Activity: Once you have read the entries below, give them all again without any difference.

Extracted entries:
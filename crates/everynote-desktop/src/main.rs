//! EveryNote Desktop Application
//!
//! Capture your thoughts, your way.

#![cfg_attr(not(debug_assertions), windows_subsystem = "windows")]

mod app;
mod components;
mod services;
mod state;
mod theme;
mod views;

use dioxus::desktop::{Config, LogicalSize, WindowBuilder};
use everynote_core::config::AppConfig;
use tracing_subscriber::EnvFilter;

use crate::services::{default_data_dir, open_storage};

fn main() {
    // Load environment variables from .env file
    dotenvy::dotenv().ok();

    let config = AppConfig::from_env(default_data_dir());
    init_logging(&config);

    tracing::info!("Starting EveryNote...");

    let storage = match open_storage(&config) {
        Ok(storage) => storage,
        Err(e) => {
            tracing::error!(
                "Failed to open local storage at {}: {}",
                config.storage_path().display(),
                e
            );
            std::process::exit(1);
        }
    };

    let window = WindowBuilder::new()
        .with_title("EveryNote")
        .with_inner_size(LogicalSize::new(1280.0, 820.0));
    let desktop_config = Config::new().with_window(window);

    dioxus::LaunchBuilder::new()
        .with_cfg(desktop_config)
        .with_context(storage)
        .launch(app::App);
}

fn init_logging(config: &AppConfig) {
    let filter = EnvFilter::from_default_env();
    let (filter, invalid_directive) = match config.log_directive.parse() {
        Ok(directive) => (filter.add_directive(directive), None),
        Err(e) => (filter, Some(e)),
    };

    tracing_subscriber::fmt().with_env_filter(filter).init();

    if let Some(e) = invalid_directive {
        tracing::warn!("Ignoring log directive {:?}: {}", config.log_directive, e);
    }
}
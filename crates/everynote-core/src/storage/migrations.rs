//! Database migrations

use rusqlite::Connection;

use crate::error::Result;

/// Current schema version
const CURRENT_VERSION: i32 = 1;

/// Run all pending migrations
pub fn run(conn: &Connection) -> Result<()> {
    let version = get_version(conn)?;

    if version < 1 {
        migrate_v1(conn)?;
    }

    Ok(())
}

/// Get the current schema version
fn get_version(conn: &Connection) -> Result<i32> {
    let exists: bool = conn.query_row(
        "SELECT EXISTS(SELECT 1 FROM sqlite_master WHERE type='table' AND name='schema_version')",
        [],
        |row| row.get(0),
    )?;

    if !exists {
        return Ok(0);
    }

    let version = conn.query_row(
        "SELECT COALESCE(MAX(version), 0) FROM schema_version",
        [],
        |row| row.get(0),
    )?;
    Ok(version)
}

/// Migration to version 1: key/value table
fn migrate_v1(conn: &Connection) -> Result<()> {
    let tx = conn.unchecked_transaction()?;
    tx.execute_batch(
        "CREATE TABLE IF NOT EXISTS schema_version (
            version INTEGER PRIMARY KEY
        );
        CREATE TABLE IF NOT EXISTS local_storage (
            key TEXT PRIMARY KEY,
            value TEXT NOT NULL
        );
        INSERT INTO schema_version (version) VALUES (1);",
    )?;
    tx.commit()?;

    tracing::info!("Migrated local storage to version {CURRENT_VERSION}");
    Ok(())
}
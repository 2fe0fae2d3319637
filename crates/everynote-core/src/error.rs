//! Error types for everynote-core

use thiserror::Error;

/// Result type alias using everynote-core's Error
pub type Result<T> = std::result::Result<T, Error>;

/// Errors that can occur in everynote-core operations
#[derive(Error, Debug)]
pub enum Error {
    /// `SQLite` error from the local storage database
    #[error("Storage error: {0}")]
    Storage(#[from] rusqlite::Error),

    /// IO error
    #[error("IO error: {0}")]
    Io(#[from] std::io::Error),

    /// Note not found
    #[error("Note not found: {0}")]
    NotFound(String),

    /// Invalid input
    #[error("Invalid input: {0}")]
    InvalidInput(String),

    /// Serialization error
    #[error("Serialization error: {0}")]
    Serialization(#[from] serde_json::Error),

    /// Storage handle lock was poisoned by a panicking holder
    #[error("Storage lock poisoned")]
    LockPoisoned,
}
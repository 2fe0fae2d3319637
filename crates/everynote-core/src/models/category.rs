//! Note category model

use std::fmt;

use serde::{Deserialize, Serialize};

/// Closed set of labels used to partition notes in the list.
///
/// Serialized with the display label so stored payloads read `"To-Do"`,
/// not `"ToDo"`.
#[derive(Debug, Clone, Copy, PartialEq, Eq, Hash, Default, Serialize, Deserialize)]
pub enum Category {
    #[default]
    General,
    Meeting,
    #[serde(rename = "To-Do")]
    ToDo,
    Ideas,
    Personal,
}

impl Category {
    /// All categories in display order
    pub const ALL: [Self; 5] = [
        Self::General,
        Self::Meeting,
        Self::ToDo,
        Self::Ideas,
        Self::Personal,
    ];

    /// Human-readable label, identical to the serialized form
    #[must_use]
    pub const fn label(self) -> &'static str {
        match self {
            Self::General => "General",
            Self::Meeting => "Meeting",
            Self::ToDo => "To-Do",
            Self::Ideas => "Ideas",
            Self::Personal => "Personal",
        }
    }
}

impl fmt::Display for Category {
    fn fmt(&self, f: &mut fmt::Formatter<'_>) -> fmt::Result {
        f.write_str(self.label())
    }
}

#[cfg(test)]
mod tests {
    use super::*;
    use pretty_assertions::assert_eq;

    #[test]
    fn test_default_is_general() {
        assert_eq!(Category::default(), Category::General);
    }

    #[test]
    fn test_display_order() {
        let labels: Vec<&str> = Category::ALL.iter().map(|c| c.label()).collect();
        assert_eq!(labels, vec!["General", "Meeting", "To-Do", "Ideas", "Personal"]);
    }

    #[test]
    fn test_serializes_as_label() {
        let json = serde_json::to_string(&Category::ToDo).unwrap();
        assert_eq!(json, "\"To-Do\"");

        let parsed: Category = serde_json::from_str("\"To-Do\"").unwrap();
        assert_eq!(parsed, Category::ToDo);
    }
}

Output below:
filename crates/everynote-desktop/src/main.rs
//! EveryNote Desktop Application
//!
//! Capture your thoughts, your way.

#![cfg_attr(not(debug_assertions), windows_subsystem = "windows")]

mod app;
mod components;
mod services;
mod state;
mod theme;
mod views;

use dioxus::desktop::{Config, LogicalSize, WindowBuilder};
use everynote_core::config::AppConfig;
use tracing_subscriber::EnvFilter;

use crate::services::{default_data_dir, open_storage};

fn main() {
    // Load environment variables from .env file
    dotenvy::dotenv().ok();

    let config = AppConfig::from_env(default_data_dir());
    init_logging(&config);

    tracing::info!("Starting EveryNote...");

    let storage = match open_storage(&config) {
        Ok(storage) => storage,
        Err(e) => {
            tracing::error!(
                "Failed to open local storage at {}: {}",
                config.storage_path().display(),
                e
            );
            std::process::exit(1);
        }
    };

    let window = WindowBuilder::new()
        .with_title("EveryNote")
        .with_inner_size(LogicalSize::new(1280.0, 820.0));
    let desktop_config = Config::new().with_window(window);

    dioxus::LaunchBuilder::new()
        .with_cfg(desktop_config)
        .with_context(storage)
        .launch(app::App);
}

fn init_logging(config: &AppConfig) {
    let filter = EnvFilter::from_default_env();
    let (filter, invalid_directive) = match config.log_directive.parse() {
        Ok(directive) => (filter.add_directive(directive), None),
        Err(e) => (filter, Some(e)),
    };

    tracing_subscriber::fmt().with_env_filter(filter).init();

    if let Some(e) = invalid_directive {
        tracing::warn!("Ignoring log directive {:?}: {}", config.log_directive, e);
    }
}
filename crates/everynote-core/src/storage/migrations.rs
//! Database migrations

use rusqlite::Connection;

use crate::error::Result;

/// Current schema version
const CURRENT_VERSION: i32 = 1;

/// Run all pending migrations
pub fn run(conn: &Connection) -> Result<()> {
    let version = get_version(conn)?;

    if version < 1 {
        migrate_v1(conn)?;
    }

    Ok(())
}

/// Get the current schema version
fn get_version(conn: &Connection) -> Result<i32> {
    let exists: bool = conn.query_row(
        "SELECT EXISTS(SELECT 1 FROM sqlite_master WHERE type='table' AND name='schema_version')",
        [],
        |row| row.get(0),
    )?;

    if !exists {
        return Ok(0);
    }

    let version = conn.query_row(
        "SELECT COALESCE(MAX(version), 0) FROM schema_version",
        [],
        |row| row.get(0),
    )?;
    Ok(version)
}

/// Migration to version 1: key/value table
fn migrate_v1(conn: &Connection) -> Result<()> {
    let tx = conn.unchecked_transaction()?;
    tx.execute_batch(
        "CREATE TABLE IF NOT EXISTS schema_version (
            version INTEGER PRIMARY KEY
        );
        CREATE TABLE IF NOT EXISTS local_storage (
            key TEXT PRIMARY KEY,
            value TEXT NOT NULL
        );
        INSERT INTO schema_version (version) VALUES (1);",
    )?;
    tx.commit()?;

    tracing::info!("Migrated local storage to version {CURRENT_VERSION}");
    Ok(())
}
repository 2fe0fae2d3319637
filename crates/everynote-core/src/error.rs
//! Error types for everynote-core

use thiserror::Error;

/// Result type alias using everynote-core's Error
pub type Result<T> = std::result::Result<T, Error>;

/// Errors that can occur in everynote-core operations
#[derive(Error, Debug)]
pub enum Error {
    /// `SQLite` error from the local storage database
    #[error("Storage error: {0}")]
    Storage(#[from] rusqlite::Error),

    /// IO error
    #[error("IO error: {0}")]
    Io(#[from] std::io::Error),

    /// Note not found
    #[error("Note not found: {0}")]
    NotFound(String),

    /// Invalid input
    #[error("Invalid input: {0}")]
    InvalidInput(String),

    /// Serialization error
    #[error("Serialization error: {0}")]
    Serialization(#[from] serde_json::Error),

    /// Storage handle lock was poisoned by a panicking holder
    #[error("Storage lock poisoned")]
    LockPoisoned,
}
repository 2fe0fae2d3319637
filename crates/everynote-core/src/models/category.rs
//! Note category model

use std::fmt;

use serde::{Deserialize, Serialize};

/// Closed set of labels used to partition notes in the list.
///
/// Serialized with the display label so stored payloads read `"To-Do"`,
/// not `"ToDo"`.
#[derive(Debug, Clone, Copy, PartialEq, Eq, Hash, Default, Serialize, Deserialize)]
pub enum Category {
    #[default]
    General,
    Meeting,
    #[serde(rename = "To-Do")]
    ToDo,
    Ideas,
    Personal,
}

impl Category {
    /// All categories in display order
    pub const ALL: [Self; 5] = [
        Self::General,
        Self::Meeting,
        Self::ToDo,
        Self::Ideas,
        Self::Personal,
    ];

    /// Human-readable label, identical to the serialized form
    #[must_use]
    pub const fn label(self) -> &'static str {
        match self {
            Self::General => "General",
            Self::Meeting => "Meeting",
            Self::ToDo => "To-Do",
            Self::Ideas => "Ideas",
            Self::Personal => "Personal",
        }
    }
}

impl fmt::Display for Category {
    fn fmt(&self, f: &mut fmt::Formatter<'_>) -> fmt::Result {
        f.write_str(self.label())
    }
}

#[cfg(test)]
mod tests {
    use super::*;
    use pretty_assertions::assert_eq;

    #[test]
    fn test_default_is_general() {
        assert_eq!(Category::default(), Category::General);
    }

    #[test]
    fn test_display_order() {
        let labels: Vec<&str> = Category::ALL.iter().map(|c| c.label()).collect();
        assert_eq!(labels, vec!["General", "Meeting", "To-Do", "Ideas", "Personal"]);
    }

    #[test]
    fn test_serializes_as_label() {
        let json = serde_json::to_string(&Category::ToDo).unwrap();
        assert_eq!(json, "\"To-Do\"");

        let parsed: Category = serde_json::from_str("\"To-Do\"").unwrap();
        assert_eq!(parsed, Category::ToDo);
    }
}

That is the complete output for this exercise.